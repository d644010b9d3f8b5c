//! Reference-point resolution.
//!
//! A location provider is a single-shot request for the caller's position.
//! The filtering core never talks to one directly; CLI handlers resolve a
//! point first and hand the result down as a plain value.

use std::env;

use log::debug;

use super::GeoPoint;
use crate::config::LOCATION_ENV_VAR;
use crate::error_handling::LocateError;

/// A source of the caller's current position.
///
/// Resolution is one-shot; retry policy, if any, belongs to the caller.
pub trait LocationProvider {
    /// Resolves the current position, or fails with one of the enumerated
    /// reasons.
    fn resolve(&self) -> Result<GeoPoint, LocateError>;

    /// Name of this provider (for logging).
    fn name(&self) -> &'static str;
}

/// Reads the position from an environment variable (`LAT,LON`).
///
/// Stands in for a device location service: absent variable maps to a denied
/// request, unparsable content to an unavailable position.
pub struct EnvLocation {
    var: &'static str,
}

impl EnvLocation {
    /// Provider over the default `RESOURCE_RADAR_LOCATION` variable.
    pub fn new() -> Self {
        Self::from_var(LOCATION_ENV_VAR)
    }

    /// Provider over an arbitrary variable.
    pub fn from_var(var: &'static str) -> Self {
        Self { var }
    }
}

impl Default for EnvLocation {
    fn default() -> Self {
        Self::new()
    }
}

impl LocationProvider for EnvLocation {
    fn resolve(&self) -> Result<GeoPoint, LocateError> {
        match env::var(self.var) {
            Ok(raw) => {
                let point: GeoPoint = raw
                    .parse()
                    .map_err(|e: crate::error_handling::CoordinateError| {
                        LocateError::PositionUnavailable(e.to_string())
                    })?;
                debug!("Resolved reference point {point} from ${}", self.var);
                Ok(point)
            }
            Err(env::VarError::NotPresent) => Err(LocateError::PermissionDenied),
            Err(env::VarError::NotUnicode(_)) => Err(LocateError::Unknown(format!(
                "${} is not valid unicode",
                self.var
            ))),
        }
    }

    fn name(&self) -> &'static str {
        "env"
    }
}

******************************

* _Activity_
Filter the listing for the word "static" and copy every line that holds it.

* _Reply to the task_
    fn name(&self) -> &'static str;
    var: &'static str,
    pub fn from_var(var: &'static str) -> Self {
    fn name(&self) -> &'static str {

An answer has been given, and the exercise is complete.